(Saved entries)
= = =

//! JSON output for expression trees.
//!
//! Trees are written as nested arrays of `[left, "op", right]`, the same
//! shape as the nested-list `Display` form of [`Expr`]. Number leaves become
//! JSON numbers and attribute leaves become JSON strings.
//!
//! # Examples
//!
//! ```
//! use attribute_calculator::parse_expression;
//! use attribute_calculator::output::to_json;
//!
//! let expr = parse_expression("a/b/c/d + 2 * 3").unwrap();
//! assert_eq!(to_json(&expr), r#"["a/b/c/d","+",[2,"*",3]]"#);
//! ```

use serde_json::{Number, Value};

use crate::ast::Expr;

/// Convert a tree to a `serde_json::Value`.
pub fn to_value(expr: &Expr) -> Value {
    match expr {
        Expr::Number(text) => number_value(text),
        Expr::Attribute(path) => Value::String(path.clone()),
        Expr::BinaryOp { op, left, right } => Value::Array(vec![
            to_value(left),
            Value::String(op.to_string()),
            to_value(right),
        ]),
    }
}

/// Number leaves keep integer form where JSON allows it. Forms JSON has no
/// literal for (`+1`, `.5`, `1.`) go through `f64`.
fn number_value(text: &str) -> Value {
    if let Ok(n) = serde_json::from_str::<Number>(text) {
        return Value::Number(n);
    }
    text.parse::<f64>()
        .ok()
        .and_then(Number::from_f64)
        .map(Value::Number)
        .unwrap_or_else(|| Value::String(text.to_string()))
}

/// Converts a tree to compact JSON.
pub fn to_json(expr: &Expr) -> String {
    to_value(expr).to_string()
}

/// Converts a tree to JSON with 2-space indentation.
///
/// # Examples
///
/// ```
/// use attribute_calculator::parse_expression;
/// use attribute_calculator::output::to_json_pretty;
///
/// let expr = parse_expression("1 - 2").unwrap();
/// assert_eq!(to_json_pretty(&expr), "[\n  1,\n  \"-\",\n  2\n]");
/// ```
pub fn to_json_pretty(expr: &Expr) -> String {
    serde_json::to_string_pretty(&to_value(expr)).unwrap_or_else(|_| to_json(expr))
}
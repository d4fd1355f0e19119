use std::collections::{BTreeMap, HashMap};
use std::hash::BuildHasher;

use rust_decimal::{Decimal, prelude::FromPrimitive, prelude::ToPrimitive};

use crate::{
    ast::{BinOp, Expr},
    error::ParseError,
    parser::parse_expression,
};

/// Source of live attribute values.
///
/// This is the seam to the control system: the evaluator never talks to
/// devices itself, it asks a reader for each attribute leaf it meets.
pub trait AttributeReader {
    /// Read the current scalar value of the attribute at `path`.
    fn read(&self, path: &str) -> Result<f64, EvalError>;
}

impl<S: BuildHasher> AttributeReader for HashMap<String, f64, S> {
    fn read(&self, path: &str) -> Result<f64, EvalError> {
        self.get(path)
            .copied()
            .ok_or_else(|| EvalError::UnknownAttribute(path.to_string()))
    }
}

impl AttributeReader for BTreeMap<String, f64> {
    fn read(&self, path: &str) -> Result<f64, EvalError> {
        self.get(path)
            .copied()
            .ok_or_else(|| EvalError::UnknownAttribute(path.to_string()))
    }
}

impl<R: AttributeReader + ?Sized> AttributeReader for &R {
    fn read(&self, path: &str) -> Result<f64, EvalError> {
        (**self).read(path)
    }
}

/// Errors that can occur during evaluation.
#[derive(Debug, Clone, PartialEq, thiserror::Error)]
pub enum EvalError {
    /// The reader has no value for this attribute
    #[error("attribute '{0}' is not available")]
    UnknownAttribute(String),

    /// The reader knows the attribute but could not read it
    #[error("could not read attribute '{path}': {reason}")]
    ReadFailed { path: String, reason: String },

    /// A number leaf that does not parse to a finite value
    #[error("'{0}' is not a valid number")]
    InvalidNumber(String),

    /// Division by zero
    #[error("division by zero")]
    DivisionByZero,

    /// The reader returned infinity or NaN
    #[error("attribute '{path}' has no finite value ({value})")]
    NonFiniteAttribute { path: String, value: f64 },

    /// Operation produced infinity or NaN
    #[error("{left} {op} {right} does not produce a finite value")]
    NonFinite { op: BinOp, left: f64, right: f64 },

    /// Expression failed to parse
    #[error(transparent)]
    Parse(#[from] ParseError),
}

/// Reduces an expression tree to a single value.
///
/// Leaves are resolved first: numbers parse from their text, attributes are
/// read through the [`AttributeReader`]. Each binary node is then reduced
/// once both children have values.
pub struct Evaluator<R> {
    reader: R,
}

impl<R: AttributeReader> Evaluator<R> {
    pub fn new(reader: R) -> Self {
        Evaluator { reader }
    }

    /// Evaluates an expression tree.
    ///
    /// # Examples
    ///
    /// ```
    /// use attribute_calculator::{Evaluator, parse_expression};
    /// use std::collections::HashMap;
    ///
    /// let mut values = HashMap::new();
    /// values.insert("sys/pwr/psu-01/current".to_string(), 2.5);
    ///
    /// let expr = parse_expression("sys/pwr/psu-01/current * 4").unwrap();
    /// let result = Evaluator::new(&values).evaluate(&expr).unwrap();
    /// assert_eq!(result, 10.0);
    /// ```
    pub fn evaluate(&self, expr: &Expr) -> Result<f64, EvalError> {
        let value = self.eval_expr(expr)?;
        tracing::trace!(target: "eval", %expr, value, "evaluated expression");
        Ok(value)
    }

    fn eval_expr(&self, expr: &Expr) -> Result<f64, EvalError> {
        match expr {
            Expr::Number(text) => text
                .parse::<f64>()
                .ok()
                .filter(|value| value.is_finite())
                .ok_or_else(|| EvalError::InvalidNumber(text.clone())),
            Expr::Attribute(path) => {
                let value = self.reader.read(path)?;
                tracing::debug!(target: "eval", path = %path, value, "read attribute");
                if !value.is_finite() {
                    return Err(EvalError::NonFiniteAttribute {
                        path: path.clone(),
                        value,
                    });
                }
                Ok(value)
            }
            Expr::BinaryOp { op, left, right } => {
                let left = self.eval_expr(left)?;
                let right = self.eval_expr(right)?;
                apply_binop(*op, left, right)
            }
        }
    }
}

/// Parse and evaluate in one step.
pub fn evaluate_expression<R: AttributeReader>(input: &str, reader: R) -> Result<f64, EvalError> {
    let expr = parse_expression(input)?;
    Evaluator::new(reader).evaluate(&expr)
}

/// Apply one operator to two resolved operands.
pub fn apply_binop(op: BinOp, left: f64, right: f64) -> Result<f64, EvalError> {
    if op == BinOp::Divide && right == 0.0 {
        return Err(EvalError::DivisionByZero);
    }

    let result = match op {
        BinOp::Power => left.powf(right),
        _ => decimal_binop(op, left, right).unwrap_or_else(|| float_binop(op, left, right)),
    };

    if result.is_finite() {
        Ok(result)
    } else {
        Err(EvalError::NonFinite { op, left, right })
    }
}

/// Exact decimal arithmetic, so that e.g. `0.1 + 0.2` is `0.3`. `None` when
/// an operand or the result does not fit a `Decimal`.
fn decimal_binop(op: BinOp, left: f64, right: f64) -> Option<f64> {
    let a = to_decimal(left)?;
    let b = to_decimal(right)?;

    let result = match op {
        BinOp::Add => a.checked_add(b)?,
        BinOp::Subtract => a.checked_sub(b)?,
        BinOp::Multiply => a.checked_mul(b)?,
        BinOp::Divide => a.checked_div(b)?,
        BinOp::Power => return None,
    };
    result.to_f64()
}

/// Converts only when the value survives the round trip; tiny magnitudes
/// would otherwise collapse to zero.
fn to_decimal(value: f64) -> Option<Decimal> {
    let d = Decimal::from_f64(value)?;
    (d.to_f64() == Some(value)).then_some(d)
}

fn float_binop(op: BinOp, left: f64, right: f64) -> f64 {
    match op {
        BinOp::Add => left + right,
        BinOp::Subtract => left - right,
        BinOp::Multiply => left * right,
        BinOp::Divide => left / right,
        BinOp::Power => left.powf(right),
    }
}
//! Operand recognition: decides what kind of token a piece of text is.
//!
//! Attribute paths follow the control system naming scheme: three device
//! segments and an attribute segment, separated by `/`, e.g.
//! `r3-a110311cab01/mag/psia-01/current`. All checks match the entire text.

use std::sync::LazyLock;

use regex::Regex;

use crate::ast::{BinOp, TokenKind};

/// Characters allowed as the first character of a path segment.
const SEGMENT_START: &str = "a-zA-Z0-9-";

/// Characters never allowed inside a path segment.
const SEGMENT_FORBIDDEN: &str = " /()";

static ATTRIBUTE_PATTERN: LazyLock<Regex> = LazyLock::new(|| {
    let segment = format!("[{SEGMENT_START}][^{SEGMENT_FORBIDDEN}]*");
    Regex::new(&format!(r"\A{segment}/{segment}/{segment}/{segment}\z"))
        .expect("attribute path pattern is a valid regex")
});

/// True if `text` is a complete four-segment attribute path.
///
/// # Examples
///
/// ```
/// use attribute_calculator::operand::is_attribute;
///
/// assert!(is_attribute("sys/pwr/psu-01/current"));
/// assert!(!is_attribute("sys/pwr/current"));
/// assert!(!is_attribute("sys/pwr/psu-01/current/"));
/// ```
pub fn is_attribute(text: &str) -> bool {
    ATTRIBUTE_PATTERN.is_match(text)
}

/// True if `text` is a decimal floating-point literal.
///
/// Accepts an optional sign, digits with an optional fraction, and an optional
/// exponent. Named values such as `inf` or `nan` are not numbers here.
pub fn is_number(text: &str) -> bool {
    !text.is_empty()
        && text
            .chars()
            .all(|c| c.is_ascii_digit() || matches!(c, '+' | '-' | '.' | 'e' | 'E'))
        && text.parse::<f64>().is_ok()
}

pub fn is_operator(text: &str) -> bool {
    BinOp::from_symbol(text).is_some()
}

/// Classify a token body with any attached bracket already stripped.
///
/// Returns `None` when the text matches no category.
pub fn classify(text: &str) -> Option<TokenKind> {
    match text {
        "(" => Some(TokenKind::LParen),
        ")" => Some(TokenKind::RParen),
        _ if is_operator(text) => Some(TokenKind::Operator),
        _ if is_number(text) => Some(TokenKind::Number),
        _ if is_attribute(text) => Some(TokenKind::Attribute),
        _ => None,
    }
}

= = =

How to complete this task
Print the line containing "four-segment attribute path." and every line after it to the end of the records above, exactly as written, and nothing else.

Solution for this task
/// True if `text` is a complete four-segment attribute path.
///
/// # Examples
///
/// ```
/// use attribute_calculator::operand::is_attribute;
///
/// assert!(is_attribute("sys/pwr/psu-01/current"));
/// assert!(!is_attribute("sys/pwr/current"));
/// assert!(!is_attribute("sys/pwr/psu-01/current/"));
/// ```
pub fn is_attribute(text: &str) -> bool {
    ATTRIBUTE_PATTERN.is_match(text)
}

/// True if `text` is a decimal floating-point literal.
///
/// Accepts an optional sign, digits with an optional fraction, and an optional
/// exponent. Named values such as `inf` or `nan` are not numbers here.
pub fn is_number(text: &str) -> bool {
    !text.is_empty()
        && text
            .chars()
            .all(|c| c.is_ascii_digit() || matches!(c, '+' | '-' | '.' | 'e' | 'E'))
        && text.parse::<f64>().is_ok()
}

pub fn is_operator(text: &str) -> bool {
    BinOp::from_symbol(text).is_some()
}

/// Classify a token body with any attached bracket already stripped.
///
/// Returns `None` when the text matches no category.
pub fn classify(text: &str) -> Option<TokenKind> {
    match text {
        "(" => Some(TokenKind::LParen),
        ")" => Some(TokenKind::RParen),
        _ if is_operator(text) => Some(TokenKind::Operator),
        _ if is_number(text) => Some(TokenKind::Number),
        _ if is_attribute(text) => Some(TokenKind::Attribute),
        _ => None,
    }
}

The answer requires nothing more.